27 pages, 4840 KiB  
Article
Persistent Homology Identifies Pathways Associated with Hepatocellular Carcinoma from Peripheral Blood Samples
by Muhammad Sirajo Abdullahi, Apichat Suratanee, Rosario Michael Piro and Kitiporn Plaimas
Mathematics 2024, 12(5), 725; https://doi.org/10.3390/math12050725 - 29 Feb 2024
Viewed by 1095
Abstract
Topological data analysis (TDA) methods have recently emerged as powerful tools for uncovering intricate patterns and relationships in complex biological data, demonstrating their effectiveness in identifying key genes in breast, lung, and blood cancer.

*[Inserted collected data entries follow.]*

// Copyright (C) 2026 Fred Clausen
// Use of this source code is governed by an MIT-style
// license that can be found in the LICENSE file or at
// https://opensource.org/licenses/MIT.

use crate::{
    ADDITIONAL_STAGE_TITLE, Bid, BidStatus, ChecklistAnswers, DomainError, MediaKind,
    StageDescriptor, StagePlan, VehicleInfo, stage_prefix,
};
use std::str::FromStr;

#[test]
fn test_status_round_trips_through_strings() {
    let all: [BidStatus; 6] = [
        BidStatus::Disabled,
        BidStatus::Ring,
        BidStatus::Open,
        BidStatus::Progress,
        BidStatus::Review,
        BidStatus::Done,
    ];
    for status in all {
        let parsed: BidStatus = BidStatus::from_str(status.as_str()).unwrap();
        assert_eq!(parsed, status);
    }
}

#[test]
fn test_status_rejects_unknown_string() {
    let result: Result<BidStatus, DomainError> = BidStatus::from_str("archived");
    assert!(matches!(result, Err(DomainError::InvalidStatus(_))));
}

#[test]
fn test_default_status_is_disabled() {
    assert_eq!(BidStatus::default(), BidStatus::Disabled);
}

#[test]
fn test_parking_states_open_identically() {
    assert!(BidStatus::Disabled.can_transition_to(BidStatus::Open));
    assert!(BidStatus::Ring.can_transition_to(BidStatus::Open));
    assert!(!BidStatus::Disabled.can_transition_to(BidStatus::Progress));
    assert!(!BidStatus::Ring.can_transition_to(BidStatus::Done));
}

#[test]
fn test_lifecycle_transitions() {
    assert!(BidStatus::Open.can_transition_to(BidStatus::Progress));
    assert!(BidStatus::Progress.can_transition_to(BidStatus::Review));
    assert!(BidStatus::Review.can_transition_to(BidStatus::Done));
    assert!(BidStatus::Review.can_transition_to(BidStatus::Progress));
    assert!(BidStatus::Progress.can_transition_to(BidStatus::Open));
    assert!(BidStatus::Review.can_transition_to(BidStatus::Open));
}

#[test]
fn test_done_is_terminal() {
    let all: [BidStatus; 6] = [
        BidStatus::Disabled,
        BidStatus::Ring,
        BidStatus::Open,
        BidStatus::Progress,
        BidStatus::Review,
        BidStatus::Done,
    ];
    for target in all {
        assert!(!BidStatus::Done.can_transition_to(target));
    }
    assert!(BidStatus::Done.is_terminal());
    assert!(!BidStatus::Review.is_terminal());
}

#[test]
fn test_open_cannot_skip_to_review_or_done() {
    assert!(!BidStatus::Open.can_transition_to(BidStatus::Review));
    assert!(!BidStatus::Open.can_transition_to(BidStatus::Done));
    assert!(!BidStatus::Progress.can_transition_to(BidStatus::Done));
}

#[test]
fn test_held_and_decline_statuses() {
    assert!(BidStatus::Progress.is_held_by_manager());
    assert!(BidStatus::Review.is_held_by_manager());
    assert!(!BidStatus::Open.is_held_by_manager());
    assert!(BidStatus::Progress.allows_decline());
    assert!(BidStatus::Review.allows_decline());
    assert!(!BidStatus::Done.allows_decline());
}

#[test]
fn test_new_bid_starts_parked_without_manager() {
    let bid: Bid = Bid::new(7);
    assert_eq!(bid.status, BidStatus::Disabled);
    assert!(bid.manager_id.is_none());
    assert!(bid.opened_at.is_none());
    assert!(!bid.shown_to_notifier);
    assert!(matches!(bid.id(), Err(DomainError::UnpersistedBid)));
}

#[test]
fn test_manager_invariant_holds_for_progress_with_manager() {
    let mut bid: Bid = Bid::new(7);
    bid.bid_id = Some(1);
    bid.status = BidStatus::Progress;
    bid.manager_id = Some(42);
    assert!(bid.validate_manager_invariant().is_ok());
    assert!(bid.is_held_by(42));
    assert!(!bid.is_held_by(43));
}

#[test]
fn test_manager_invariant_rejects_open_with_manager() {
    let mut bid: Bid = Bid::new(7);
    bid.bid_id = Some(1);
    bid.status = BidStatus::Open;
    bid.manager_id = Some(42);
    assert!(matches!(
        bid.validate_manager_invariant(),
        Err(DomainError::ManagerStatusViolation {
            status: BidStatus::Open,
            has_manager: true
        })
    ));
}

#[test]
fn test_manager_invariant_rejects_review_without_manager() {
    let mut bid: Bid = Bid::new(7);
    bid.bid_id = Some(1);
    bid.status = BidStatus::Review;
    assert!(matches!(
        bid.validate_manager_invariant(),
        Err(DomainError::ManagerStatusViolation {
            status: BidStatus::Review,
            has_manager: false
        })
    ));
}

#[test]
fn test_checklist_answers_by_index() {
    let mut answers: ChecklistAnswers = ChecklistAnswers::default();
    assert!(!answers.any_answered());

    answers.set_answer(1, String::from("good")).unwrap();
    assert!(answers.any_answered());
    assert!(!answers.is_complete());

    answers.set_answer(2, String::from("half_tank")).unwrap();
    assert!(answers.is_complete());

    answers.reset();
    assert!(!answers.any_answered());
}

#[test]
fn test_checklist_rejects_out_of_range_index() {
    let mut answers: ChecklistAnswers = ChecklistAnswers::default();
    let result: Result<(), DomainError> = answers.set_answer(3, String::from("good"));
    assert!(matches!(result, Err(DomainError::InvalidChecklistIndex(3))));
    assert!(matches!(
        answers.set_answer(0, String::from("good")),
        Err(DomainError::InvalidChecklistIndex(0))
    ));
}

#[test]
fn test_vehicle_display_name() {
    let mut vehicle: VehicleInfo = VehicleInfo::default();
    assert_eq!(vehicle.display_name(), "(vehicle)");

    vehicle.brand = Some(String::from("Toyota"));
    assert_eq!(vehicle.display_name(), "Toyota");

    vehicle.model = Some(String::from("Camry"));
    assert_eq!(vehicle.display_name(), "Toyota Camry");
}

#[test]
fn test_stage_plan_rejects_empty() {
    let result: Result<StagePlan, DomainError> = StagePlan::new(Vec::new());
    assert!(matches!(result, Err(DomainError::EmptyStagePlan)));
}

#[test]
fn test_standard_plan_has_one_required_stage() {
    let plan: StagePlan = StagePlan::standard();
    assert_eq!(plan.len(), 1);
    assert!(plan.is_last(0));
    let stage: &StageDescriptor = plan.get(0).unwrap();
    assert!(stage.required);
    assert!(plan.by_title(&stage.title).is_some());
    assert!(plan.by_title(ADDITIONAL_STAGE_TITLE).is_none());
}

#[test]
fn test_stage_prefix_strips_emoji_and_joins_words() {
    assert_eq!(
        stage_prefix("\u{1f4f8} All vehicle photos and video"),
        "All_vehicle_photos_and_video"
    );
    assert_eq!(stage_prefix("Additional materials"), "Additional_materials");
    assert_eq!(stage_prefix("Front (left)"), "Front_left");
    assert_eq!(stage_prefix("\u{1f697}\u{1f4f8}"), "Unknown");
}

#[test]
fn test_stage_prefix_is_stable_under_repeated_separators() {
    assert_eq!(stage_prefix("A  --  B"), "A_B");
    assert_eq!(stage_prefix("  leading and trailing  "), "leading_and_trailing");
}

#[test]
fn test_media_kind_from_file_name() {
    assert_eq!(MediaKind::from_file_name("photo.JPG"), MediaKind::Photo);
    assert_eq!(MediaKind::from_file_name("clip.mp4"), MediaKind::Video);
    assert_eq!(MediaKind::from_file_name("walkaround.MOV"), MediaKind::Video);
    assert_eq!(MediaKind::from_file_name("notes.pdf"), MediaKind::Other);
    assert_eq!(MediaKind::from_file_name("no_extension"), MediaKind::Other);
}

In this study, we applied a TDA technique, specifically [...] Read more.
Topological data analysis (TDA) methods have recently emerged as powerful tools for uncovering intricate patterns and relationships in complex biological data, demonstrating their effectiveness in identifying key genes in breast, lung, and blood cancer. In this study, we applied a TDA technique, specifically persistent homology (PH), to identify key pathways for early detection of hepatocellular carcinoma (HCC). Recognizing the limitations of current strategies for this purpose, we meticulously used PH to analyze RNA sequencing (RNA-seq) data from peripheral blood of both HCC patients and normal controls. This approach enabled us to gain nuanced insights by detecting significant differences between control and disease sample classes. By leveraging topological descriptors crucial for capturing subtle changes between these classes, our study identified 23 noteworthy pathways, including the apelin signaling pathway, the IL-17 signaling pathway, and the p53 signaling pathway. Subsequently, we performed a comparative analysis with a classical enrichment-based pathway analysis method which revealed both shared and unique findings. Notably, while the IL-17 signaling pathway was identified by both methods, the HCC-related apelin signaling and p53 signaling pathways emerged exclusively through our topological approach. In summary, our study underscores the potential of PH to complement traditional pathway analysis approaches, potentially providing additional knowledge for the development of innovative early detection strategies of HCC from blood samples. Full article
(This article belongs to the Special Issue Advanced Computational Biology and Bioinformatics)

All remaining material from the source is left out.